Type: | Package |
Title: | Correlational Class Analysis |
Version: | 0.2.1 |
Date: | 2023-09-01 |
Author: | Andrei Boutyline |
Maintainer: | Andrei Boutyline <aboutyl@umich.edu> |
Description: | Perform a correlational class analysis of the data, resulting in a partition of the data into separate modules. |
License: | GPL-2 |
Depends: | igraph, methods |
Suggests: | Cairo |
NeedsCompilation: | no |
Packaged: | 2023-09-06 18:43:46 UTC; aboutyl |
Repository: | CRAN |
Date/Publication: | 2023-09-06 19:02:32 UTC |
Correlational Class Analysis package
Description
This package implements the Correlational Class Analysis methodology described by Boutyline (under review). The correlational class analysis of a survey dataset produces a partition of the population into separate modules. This is done in four steps:
Create a matrix G of absolute row correlations. This is the network adjacency matrix.
Set statistically insignificant correlations to 0 to reduce noise.
Use igraph's leading.eigenvector.community to partition this network into modules.
Return an object describing the resulting class assignments (as well as the separate data frames describing the individual modules.)
CCA substantially improves the accuracy of the Relational Class Analysis (RCA) algorithm proposed by Goldberg (2011).
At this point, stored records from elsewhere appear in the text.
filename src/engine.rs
//! Engine facade: top-level API for the augur system.
//!
//! The `Engine` owns the knowledge base and the fixpoint configuration and
//! provides the public entry point for running inference sessions. Evidence
//! stays caller-owned: the engine can serve any number of concurrent sessions
//! against the same immutable rule set.

use std::path::Path;

use serde::{Deserialize, Serialize};

use crate::error::{AugurResult, EngineError};
use crate::evidence::EvidenceStore;
use crate::infer::{InferEngine, Inference};
use crate::kb::KnowledgeBase;

/// Configuration for the inference fixpoint loop.
#[derive(Debug, Clone, Serialize, Deserialize)]
#[serde(default)]
pub struct EngineConfig {
    /// Maximum full evaluation passes before giving up on convergence.
    pub max_passes: usize,
    /// Largest per-hypothesis movement still counted as "no change" when
    /// checking for a fixpoint.
    pub tolerance: f64,
}

impl Default for EngineConfig {
    fn default() -> Self {
        Self {
            max_passes: 50,
            tolerance: 1e-9,
        }
    }
}

impl EngineConfig {
    /// Load a configuration from a TOML file. Missing keys take their
    /// defaults.
    pub fn load(path: &Path) -> AugurResult<Self> {
        let text = std::fs::read_to_string(path).map_err(|source| EngineError::ConfigIo {
            path: path.display().to_string(),
            source,
        })?;
        let config = toml::from_str(&text).map_err(|e| EngineError::ConfigParse {
            path: path.display().to_string(),
            message: e.to_string(),
        })?;
        Ok(config)
    }
}

/// The augur certainty-factor inference engine.
pub struct Engine {
    config: EngineConfig,
    kb: KnowledgeBase,
}

impl Engine {
    /// Create an engine over a loaded knowledge base.
    pub fn new(kb: KnowledgeBase, config: EngineConfig) -> AugurResult<Self> {
        if config.max_passes == 0 {
            return Err(EngineError::InvalidConfig {
                message: "max_passes must be > 0".into(),
            }
            .into());
        }
        if !(config.tolerance >= 0.0) {
            return Err(EngineError::InvalidConfig {
                message: "tolerance must be a non-negative number".into(),
            }
            .into());
        }

        tracing::info!(
            rules = kb.len(),
            hypotheses = kb.hypotheses().len(),
            max_passes = config.max_passes,
            "initializing augur engine"
        );

        Ok(Self { config, kb })
    }

    /// Run one inference session over an evidence snapshot.
    ///
    /// Pure with respect to (knowledge base, evidence); call again after any
    /// evidence mutation — derived certainties are never cached across runs.
    pub fn infer(&self, evidence: &EvidenceStore) -> Inference {
        InferEngine::new(&self.kb, self.config.max_passes, self.config.tolerance).run(evidence)
    }

    /// The knowledge base handle.
    pub fn kb(&self) -> &KnowledgeBase {
        &self.kb
    }

    /// The engine configuration.
    pub fn config(&self) -> &EngineConfig {
        &self.config
    }

    /// Summary statistics for display.
    pub fn info(&self) -> EngineInfo {
        EngineInfo {
            rules: self.kb.len(),
            hypotheses: self.kb.hypotheses().len(),
            evidence_conditions: self.kb.antecedent_conditions().len(),
            max_passes: self.config.max_passes,
            tolerance: self.config.tolerance,
        }
    }
}

/// Summary information about the engine state.
#[derive(Debug, Clone)]
pub struct EngineInfo {
    pub rules: usize,
    pub hypotheses: usize,
    pub evidence_conditions: usize,
    pub max_passes: usize,
    pub tolerance: f64,
}

impl std::fmt::Display for EngineInfo {
    fn fmt(&self, f: &mut std::fmt::Formatter<'_>) -> std::fmt::Result {
        writeln!(f, "augur engine info")?;
        writeln!(f, "  rules:       {}", self.rules)?;
        writeln!(f, "  hypotheses:  {}", self.hypotheses)?;
        writeln!(f, "  evidence:    {}", self.evidence_conditions)?;
        writeln!(f, "  max passes:  {}", self.max_passes)?;
        writeln!(f, "  tolerance:   {}", self.tolerance)?;
        Ok(())
    }
}

#[cfg(test)]
mod tests {
    use super::*;
    use crate::rule::Condition;

    const SAMPLE: &str = "\
today is rain AND rainfall is low then tomorrow is dry \\cf 0.6
today is dry AND temperature is warm then tomorrow is rain \\cf 0.65
";

    #[test]
    fn default_config() {
        let config = EngineConfig::default();
        assert_eq!(config.max_passes, 50);
        assert_eq!(config.tolerance, 1e-9);
    }

    #[test]
    fn zero_pass_bound_rejected() {
        let kb = KnowledgeBase::parse(SAMPLE).unwrap();
        let result = Engine::new(
            kb,
            EngineConfig {
                max_passes: 0,
                ..Default::default()
            },
        );
        assert!(result.is_err());
    }

    #[test]
    fn negative_tolerance_rejected() {
        let kb = KnowledgeBase::parse(SAMPLE).unwrap();
        let result = Engine::new(
            kb,
            EngineConfig {
                tolerance: -1.0,
                ..Default::default()
            },
        );
        assert!(result.is_err());
    }

    #[test]
    fn info_counts_the_knowledge_base() {
        let kb = KnowledgeBase::parse(SAMPLE).unwrap();
        let engine = Engine::new(kb, EngineConfig::default()).unwrap();
        let info = engine.info();
        assert_eq!(info.rules, 2);
        assert_eq!(info.hypotheses, 2);
        assert_eq!(info.evidence_conditions, 4);
    }

    #[test]
    fn infer_end_to_end() {
        let kb = KnowledgeBase::parse(SAMPLE).unwrap();
        let engine = Engine::new(kb, EngineConfig::default()).unwrap();

        let mut evidence = EvidenceStore::new();
        evidence.insert_value("today", "rain", 1.0).unwrap();
        evidence.insert_value("rainfall", "low", 1.0).unwrap();

        let inference = engine.infer(&evidence);
        assert_eq!(
            inference
                .certainty(&Condition::new("tomorrow", "dry"))
                .unwrap()
                .get(),
            0.6
        );
        assert_eq!(
            inference
                .certainty(&Condition::new("tomorrow", "rain"))
                .unwrap()
                .get(),
            0.0
        );
    }

    #[test]
    fn config_loads_from_toml_with_partial_keys() {
        let dir = tempfile::TempDir::new().unwrap();
        let path = dir.path().join("augur.toml");
        std::fs::write(&path, "max_passes = 10\n").unwrap();

        let config = EngineConfig::load(&path).unwrap();
        assert_eq!(config.max_passes, 10);
        assert_eq!(config.tolerance, 1e-9);
    }

    #[test]
    fn config_load_reports_parse_errors() {
        let dir = tempfile::TempDir::new().unwrap();
        let path = dir.path().join("augur.toml");
        std::fs::write(&path, "max_passes = \"many\"\n").unwrap();

        assert!(EngineConfig::load(&path).is_err());
    }
}
//! Fixpoint forward-inference over the knowledge base.
//!
//! One inference run derives a certainty for every hypothesis in the
//! knowledge base from an evidence snapshot, iterating full evaluation passes
//! until no derived certainty moves (fixpoint) or a pass bound is hit. The
//! result carries the derived mapping plus the firing trace from the final
//! pass, so callers can explain how each certainty came about.

pub mod engine;

pub use engine::InferEngine;

use serde::Serialize;

use crate::cf::Cf;
use crate::rule::Condition;

/// One rule evaluation from the final inference pass.
///
/// `antecedent_cf` is the evaluated certainty of the rule's antecedent;
/// `fired_cf` is the contribution passed into cross-rule combination
/// (`antecedent_cf` scaled by the rule's stated certainty). A rule with an
/// unknown antecedent still appears here with a contribution of 0 — the trace
/// distinguishes unfired rules from rules fired at an explicit zero via
/// `antecedent_known`.
#[derive(Debug, Clone, Serialize)]
pub struct Firing {
    /// Index of the rule in the knowledge base (file order).
    pub rule_index: usize,
    /// The hypothesis the rule concludes.
    pub consequent: Condition,
    /// Evaluated antecedent certainty.
    pub antecedent_cf: Cf,
    /// Contribution toward the consequent.
    pub fired_cf: Cf,
    /// Whether every leaf of the antecedent had an asserted or derived value.
    pub antecedent_known: bool,
}

/// Result of one inference run.
#[derive(Debug, Clone, Serialize)]
pub struct Inference {
    /// Derived certainty per hypothesis, in the knowledge base's hypothesis
    /// order. Hypotheses whose rules never fired stay at [`Cf::UNKNOWN`].
    pub certainties: Vec<(Condition, Cf)>,
    /// Every rule evaluation from the final pass, in rule order per
    /// hypothesis.
    pub firings: Vec<Firing>,
    /// Number of passes executed.
    pub passes: usize,
    /// Whether a fixpoint was reached within the pass bound. `false` means
    /// the result is best-effort and may be unstable.
    pub converged: bool,
}

impl Inference {
    /// The derived certainty for a hypothesis, if the knowledge base
    /// concludes it at all.
    pub fn certainty(&self, hypothesis: &Condition) -> Option<Cf> {
        self.certainties
            .iter()
            .find(|(condition, _)| condition == hypothesis)
            .map(|&(_, cf)| cf)
    }

    /// The firings that contributed a non-zero certainty — the rules that
    /// actually moved a hypothesis, for explanation output.
    pub fn fired(&self) -> impl Iterator<Item = &Firing> {
        self.firings.iter().filter(|f| f.fired_cf.get() != 0.0)
    }
}
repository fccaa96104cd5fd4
//! # kindle-projects
//!
//! Scaffolding library for the kindle CLI providing:
//! - Template fetching (clone, merge into the working directory, strip history)
//! - Git operations (availability probe, clone, init)
//! - `package.json` updates and README generation
//! - Dependency installation
//! - The [`Scaffolder`] pipeline that runs those steps in order
//!
//! # Examples
//!
//! ```no_run
//! use kindle_core::types::{Answers, InvocationContext, KindleConfig, License};
//! use kindle_projects::{ScaffoldOptions, Scaffolder, TracingObserver};
//! use camino::Utf8Path;
//!
//! # async fn example() -> Result<(), Box<dyn std::error::Error>> {
//! let ctx = InvocationContext::resolve(Some("my-app"), Utf8Path::new("/work"))?;
//! let answers = Answers::new("my-app", "demo", License::Mit)?;
//!
//! let scaffolder = Scaffolder::new(ScaffoldOptions::from(&KindleConfig::default()));
//! let report = scaffolder.run(&ctx, &answers, &TracingObserver).await?;
//! println!("created {}", report.project_dir);
//! # Ok(())
//! # }
//! ```

pub mod error;
pub mod git;
pub mod install;
pub mod manifest;
pub mod scaffold;
pub mod templates;

pub use error::{Error, Result};
pub use scaffold::{ScaffoldOptions, ScaffoldReport, Scaffolder, Step, StepObserver, TracingObserver};
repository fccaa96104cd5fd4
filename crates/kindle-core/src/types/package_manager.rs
//! Package managers the generated project can be installed with

use crate::error::Error;
use serde::{Deserialize, Serialize};

/// Package manager used for `install` and referenced in the README
#[derive(Debug, Clone, Copy, Default, PartialEq, Eq, Hash, Serialize, Deserialize)]
#[serde(rename_all = "lowercase")]
pub enum PackageManager {
    #[default]
    Npm,
    Pnpm,
    Yarn,
    Bun,
}

impl PackageManager {
    /// Get all supported package managers
    pub fn all() -> Vec<Self> {
        vec![Self::Npm, Self::Pnpm, Self::Yarn, Self::Bun]
    }

    /// Executable name
    pub fn command(&self) -> &'static str {
        match self {
            Self::Npm => "npm",
            Self::Pnpm => "pnpm",
            Self::Yarn => "yarn",
            Self::Bun => "bun",
        }
    }

    /// Command line that runs a package.json script, e.g. `npm run dev`
    pub fn run_script(&self, script: &str) -> String {
        format!("{} run {}", self.command(), script)
    }

    /// Command line that installs dependencies
    pub fn install_command(&self) -> String {
        format!("{} install", self.command())
    }
}

impl std::fmt::Display for PackageManager {
    fn fmt(&self, f: &mut std::fmt::Formatter<'_>) -> std::fmt::Result {
        write!(f, "{}", self.command())
    }
}

impl std::str::FromStr for PackageManager {
    type Err = Error;

    fn from_str(s: &str) -> Result<Self, Self::Err> {
        let wanted = s.trim().to_lowercase();
        Self::all()
            .into_iter()
            .find(|pm| pm.command() == wanted)
            .ok_or_else(|| Error::unknown_package_manager(s))
    }
}

#[cfg(test)]
mod tests {
    use super::*;

    #[test]
    fn test_commands() {
        assert_eq!(PackageManager::default(), PackageManager::Npm);
        assert_eq!(PackageManager::Pnpm.install_command(), "pnpm install");
        assert_eq!(PackageManager::Yarn.run_script("dev"), "yarn run dev");
    }

    #[test]
    fn test_parse() {
        assert_eq!("bun".parse::<PackageManager>().unwrap(), PackageManager::Bun);
        assert_eq!("NPM".parse::<PackageManager>().unwrap(), PackageManager::Npm);
        assert!("cargo".parse::<PackageManager>().is_err());
    }
}
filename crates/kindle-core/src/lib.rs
//! # kindle-core
//!
//! Core library for the kindle CLI providing:
//! - The answers collected for a new project (name, description, license)
//! - Invocation context resolution (target directory vs. working directory)
//! - Configuration loading (`~/.kindle/config.yaml` plus `KINDLE_*` overrides)

pub mod config;
pub mod error;
pub mod types;
pub mod utils;

pub use config::ConfigLoader;
pub use error::{Error, Result};
pub use types::{Answers, InvocationContext, KindleConfig, License, PackageManager};
pub use utils::get_home_dir;
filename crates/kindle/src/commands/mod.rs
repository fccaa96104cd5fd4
//! Command implementations

pub mod create;
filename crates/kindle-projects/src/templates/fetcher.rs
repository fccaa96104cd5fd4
//! Template fetching: materialize the template repository in the target directory.
//!
//! Two paths lead to the same result:
//! - a new directory is cloned into directly;
//! - the current directory is cloned into a sibling temporary directory first and
//!   merged, since `git clone` refuses non-empty destinations.
//!
//! Either way the target ends up holding the template's files without its git
//! history and without its README.

use crate::error::{Error, Result};
use crate::git::{clone_repository, ensure_git_available, CloneOptions};
use camino::{Utf8Path, Utf8PathBuf};
use kindle_core::types::{InvocationContext, TemplateConfig};
use std::fs;
use std::path::Path;
use tracing::{debug, info, warn};
use uuid::Uuid;
use walkdir::WalkDir;

/// Version-control metadata directory
pub const VCS_DIR: &str = ".git";

/// Dependency cache directory
pub const DEPENDENCY_CACHE_DIR: &str = "node_modules";

/// README bundled with the template, replaced by a generated one
pub const TEMPLATE_README: &str = "README.md";

/// Entries allowed in the current directory before scaffolding into it
const ALLOWED_IN_CURRENT_DIR: &[&str] = &[VCS_DIR, DEPENDENCY_CACHE_DIR];

/// Where to clone the template from
#[derive(Debug, Clone)]
pub struct TemplateSource {
    /// Repository URL or local path
    pub url: String,
    /// Clone options (branch, depth)
    pub clone: CloneOptions,
}

impl From<&TemplateConfig> for TemplateSource {
    fn from(config: &TemplateConfig) -> Self {
        Self {
            url: config.url.clone(),
            clone: CloneOptions {
                depth: config.depth,
                branch: config.branch.clone(),
            },
        }
    }
}

/// Materializes the template into a target directory
#[derive(Debug, Clone)]
pub struct TemplateFetcher {
    source: TemplateSource,
}

impl TemplateFetcher {
    pub fn new(source: TemplateSource) -> Self {
        Self { source }
    }

    /// Fetch the template into `ctx.target()`.
    ///
    /// The target is checked before anything is written; a failed check
    /// leaves the filesystem untouched.
    pub async fn fetch(&self, ctx: &InvocationContext) -> Result<()> {
        check_target(ctx).await?;
        ensure_git_available()?;

        let target = ctx.target();
        if ctx.is_current_dir() {
            self.clone_via_temp_dir(target).await?;
        } else {
            clone_repository(&self.source.url, target, &self.source.clone).await?;
        }

        strip_template_artifacts(target).await?;
        info!("Template ready at {}", target);
        Ok(())
    }

    /// Clone next to `target`, merge into it, then remove the temporary clone
    async fn clone_via_temp_dir(&self, target: &Utf8Path) -> Result<()> {
        let parent = target
            .parent()
            .ok_or_else(|| Error::invalid_path(target.as_str()))?;
        let temp_dir = parent.join(format!(".kindle-{}", Uuid::new_v4().simple()));

        debug!("Cloning into temporary directory {}", temp_dir);
        if let Err(e) = clone_repository(&self.source.url, &temp_dir, &self.source.clone).await {
            remove_temp_dir(&temp_dir).await;
            return Err(e);
        }

        let from = temp_dir.clone();
        let to = target.to_path_buf();
        let copied = tokio::task::spawn_blocking(move || {
            copy_tree(&from, &to, &[VCS_DIR, DEPENDENCY_CACHE_DIR])
        })
        .await
        .map_err(|e| Error::process_execution(format!("copy task failed: {}", e)));

        remove_temp_dir(&temp_dir).await;
        copied?
    }
}

/// Verify the target can receive the template.
///
/// - A directory other than the current one must not exist yet.
/// - The current directory may only contain `.git` and `node_modules`.
pub async fn check_target(ctx: &InvocationContext) -> Result<()> {
    let target = ctx.target();

    if !ctx.is_current_dir() {
        if tokio::fs::symlink_metadata(target).await.is_ok() {
            return Err(Error::directory_exists(target.as_str()));
        }
        return Ok(());
    }

    let mut offending = Vec::new();
    let mut entries = tokio::fs::read_dir(target).await?;
    while let Some(entry) = entries.next_entry().await? {
        let name = entry.file_name().to_string_lossy().into_owned();
        if !ALLOWED_IN_CURRENT_DIR.contains(&name.as_str()) {
            offending.push(name);
        }
    }

    if !offending.is_empty() {
        offending.sort();
        return Err(Error::directory_not_empty(target.as_str(), &offending));
    }

    Ok(())
}

/// Remove the template's git history and README from `target`
pub async fn strip_template_artifacts(target: &Utf8Path) -> Result<()> {
    remove_if_exists(&target.join(VCS_DIR)).await?;
    remove_if_exists(&target.join(TEMPLATE_README)).await?;
    Ok(())
}

async fn remove_if_exists(path: &Utf8Path) -> Result<()> {
    let metadata = match tokio::fs::symlink_metadata(path).await {
        Ok(metadata) => metadata,
        Err(e) if e.kind() == std::io::ErrorKind::NotFound => return Ok(()),
        Err(e) => return Err(e.into()),
    };

    debug!("Removing {}", path);
    if metadata.is_dir() {
        tokio::fs::remove_dir_all(path).await?;
    } else {
        tokio::fs::remove_file(path).await?;
    }
    Ok(())
}

async fn remove_temp_dir(path: &Utf8PathBuf) {
    if let Err(e) = remove_if_exists(path).await {
        warn!("Failed to remove temporary directory {}: {}", path, e);
    }
}

/// Recursively copy `from` into `to`, skipping the named top-level entries.
/// Existing files in `to` are overwritten.
fn copy_tree(from: &Utf8Path, to: &Utf8Path, skip: &[&str]) -> Result<()> {
    let walker = WalkDir::new(from).min_depth(1).into_iter().filter_entry(|entry| {
        !(entry.depth() == 1
            && skip
                .iter()
                .any(|name| entry.file_name() == std::ffi::OsStr::new(name)))
    });

    for entry in walker {
        let entry = entry.map_err(std::io::Error::from)?;
        let relative = entry
            .path()
            .strip_prefix(from.as_std_path())
            .map_err(|_| Error::invalid_path(entry.path().display().to_string()))?;
        let dest = to.as_std_path().join(relative);
        let file_type = entry.file_type();

        if file_type.is_dir() {
            fs::create_dir_all(&dest)?;
        } else if file_type.is_symlink() {
            copy_symlink(entry.path(), &dest)?;
        } else {
            fs::copy(entry.path(), &dest)?;
        }
    }

    Ok(())
}

#[cfg(unix)]
fn copy_symlink(src: &Path, dest: &Path) -> Result<()> {
    let link = fs::read_link(src)?;
    if fs::symlink_metadata(dest).is_ok() {
        fs::remove_file(dest)?;
    }
    std::os::unix::fs::symlink(link, dest)?;
    Ok(())
}

#[cfg(not(unix))]
fn copy_symlink(src: &Path, dest: &Path) -> Result<()> {
    fs::copy(src, dest)?;
    Ok(())
}

#[cfg(test)]
mod tests {
    use super::*;
    use tempfile::TempDir;

    fn utf8(temp: &TempDir) -> Utf8PathBuf {
        Utf8PathBuf::from_path_buf(temp.path().to_path_buf()).unwrap()
    }

    #[tokio::test]
    async fn test_new_directory_must_not_exist() {
        let temp = TempDir::new().unwrap();
        let cwd = utf8(&temp);
        fs::create_dir(cwd.join("existing-dir")).unwrap();

        let ctx = InvocationContext::resolve(Some("existing-dir"), &cwd).unwrap();
        assert!(matches!(
            check_target(&ctx).await,
            Err(Error::DirectoryExists { .. })
        ));

        let ctx = InvocationContext::resolve(Some("fresh"), &cwd).unwrap();
        check_target(&ctx).await.unwrap();
    }

    #[tokio::test]
    async fn test_existing_file_counts_as_existing() {
        let temp = TempDir::new().unwrap();
        let cwd = utf8(&temp);
        fs::write(cwd.join("taken"), "x").unwrap();

        let ctx = InvocationContext::resolve(Some("taken"), &cwd).unwrap();
        assert!(matches!(
            check_target(&ctx).await,
            Err(Error::DirectoryExists { .. })
        ));
    }

    #[tokio::test]
    async fn test_current_directory_allows_vcs_and_cache() {
        let temp = TempDir::new().unwrap();
        let cwd = utf8(&temp);
        let ctx = InvocationContext::resolve(Some("."), &cwd).unwrap();

        check_target(&ctx).await.unwrap();

        fs::create_dir(cwd.join(".git")).unwrap();
        fs::create_dir(cwd.join("node_modules")).unwrap();
        check_target(&ctx).await.unwrap();
    }

    #[tokio::test]
    async fn test_current_directory_rejects_other_entries() {
        let temp = TempDir::new().unwrap();
        let cwd = utf8(&temp);
        fs::create_dir(cwd.join(".git")).unwrap();
        fs::write(cwd.join("notes.txt"), "hello").unwrap();
        fs::write(cwd.join(".env"), "A=1").unwrap();

        let ctx = InvocationContext::resolve(Some("."), &cwd).unwrap();
        match check_target(&ctx).await {
            Err(Error::DirectoryNotEmpty { entries, .. }) => {
                assert_eq!(entries, ".env, notes.txt");
            }
            other => panic!("expected DirectoryNotEmpty, got {:?}", other),
        }
        assert_eq!(fs::read_to_string(cwd.join("notes.txt")).unwrap(), "hello");
    }

    #[tokio::test]
    async fn test_strip_template_artifacts() {
        let temp = TempDir::new().unwrap();
        let target = utf8(&temp);
        fs::create_dir_all(target.join(".git/objects")).unwrap();
        fs::write(target.join("README.md"), "# template").unwrap();
        fs::write(target.join("package.json"), "{}").unwrap();

        strip_template_artifacts(&target).await.unwrap();

        assert!(!target.join(".git").exists());
        assert!(!target.join("README.md").exists());
        assert!(target.join("package.json").exists());

        // Nothing left to strip is not an error
        strip_template_artifacts(&target).await.unwrap();
    }

    #[test]
    fn test_copy_tree_skips_top_level_entries() {
        let src = TempDir::new().unwrap();
        let dst = TempDir::new().unwrap();
        let from = utf8(&src);
        let to = utf8(&dst);

        fs::create_dir_all(from.join("src/components")).unwrap();
        fs::write(from.join("src/components/App.tsx"), "app").unwrap();
        fs::write(from.join("package.json"), "{}").unwrap();
        fs::create_dir_all(from.join(".git/refs")).unwrap();
        fs::create_dir_all(from.join("node_modules/react")).unwrap();
        // Only top-level entries are skipped
        fs::create_dir_all(from.join("src/node_modules")).unwrap();

        fs::create_dir_all(to.join("node_modules/keep")).unwrap();
        fs::write(to.join("package.json"), "old").unwrap();

        copy_tree(&from, &to, &[VCS_DIR, DEPENDENCY_CACHE_DIR]).unwrap();

        assert_eq!(
            fs::read_to_string(to.join("src/components/App.tsx")).unwrap(),
            "app"
        );
        assert_eq!(fs::read_to_string(to.join("package.json")).unwrap(), "{}");
        assert!(!to.join(".git").exists());
        assert!(!to.join("node_modules/react").exists());
        assert!(to.join("node_modules/keep").exists());
        assert!(to.join("src/node_modules").exists());
    }

    #[cfg(unix)]
    #[test]
    fn test_copy_tree_preserves_symlinks() {
        let src = TempDir::new().unwrap();
        let dst = TempDir::new().unwrap();
        let from = utf8(&src);
        let to = utf8(&dst);

        fs::write(from.join("real.txt"), "data").unwrap();
        std::os::unix::fs::symlink("real.txt", from.join("link.txt")).unwrap();

        copy_tree(&from, &to, &[]).unwrap();

        assert_eq!(
            fs::read_link(to.join("link.txt")).unwrap(),
            std::path::PathBuf::from("real.txt")
        );
    }

    #[test]
    fn test_template_source_from_config() {
        let config = TemplateConfig {
            url: "https://example.com/t.git".to_string(),
            branch: Some("v2".to_string()),
            depth: None,
        };
        let source = TemplateSource::from(&config);
        assert_eq!(source.url, "https://example.com/t.git");
        assert_eq!(source.clone.branch.as_deref(), Some("v2"));
        assert!(source.clone.depth.is_none());
    }
}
See Boutyline (under review) for details.
Details
The main function is cca
. plot.cca
plots the modules produced by cca
. Sample data can be accessed via data(cca.example).
Author(s)
Written and maintained by Andrei Boutyline, andrei.boutyline@gmail.com.
References
Boutyline, Andrei. 2017. "Improving the Measurement of Shared Cultural Schemas with Correlational Class Analysis: Theory and Method." Sociological Science 4:353-93. https://www.sociologicalscience.com/articles-v4-15-353/
See Also
This package makes heavy use of igraph
.
The CCA algorithm is an improvement of RCA https://cran.r-project.org/package=RCA
Examples
data(cca.example)
res1 <- cca(cca.example)
plot(res1, 1)
Main function for CCA.
Description
Perform a correlational class analysis of the data, resulting in a partition of the data into separate modules. This consists of four steps:
Create a matrix G of absolute row correlations. This is the network adjacency matrix.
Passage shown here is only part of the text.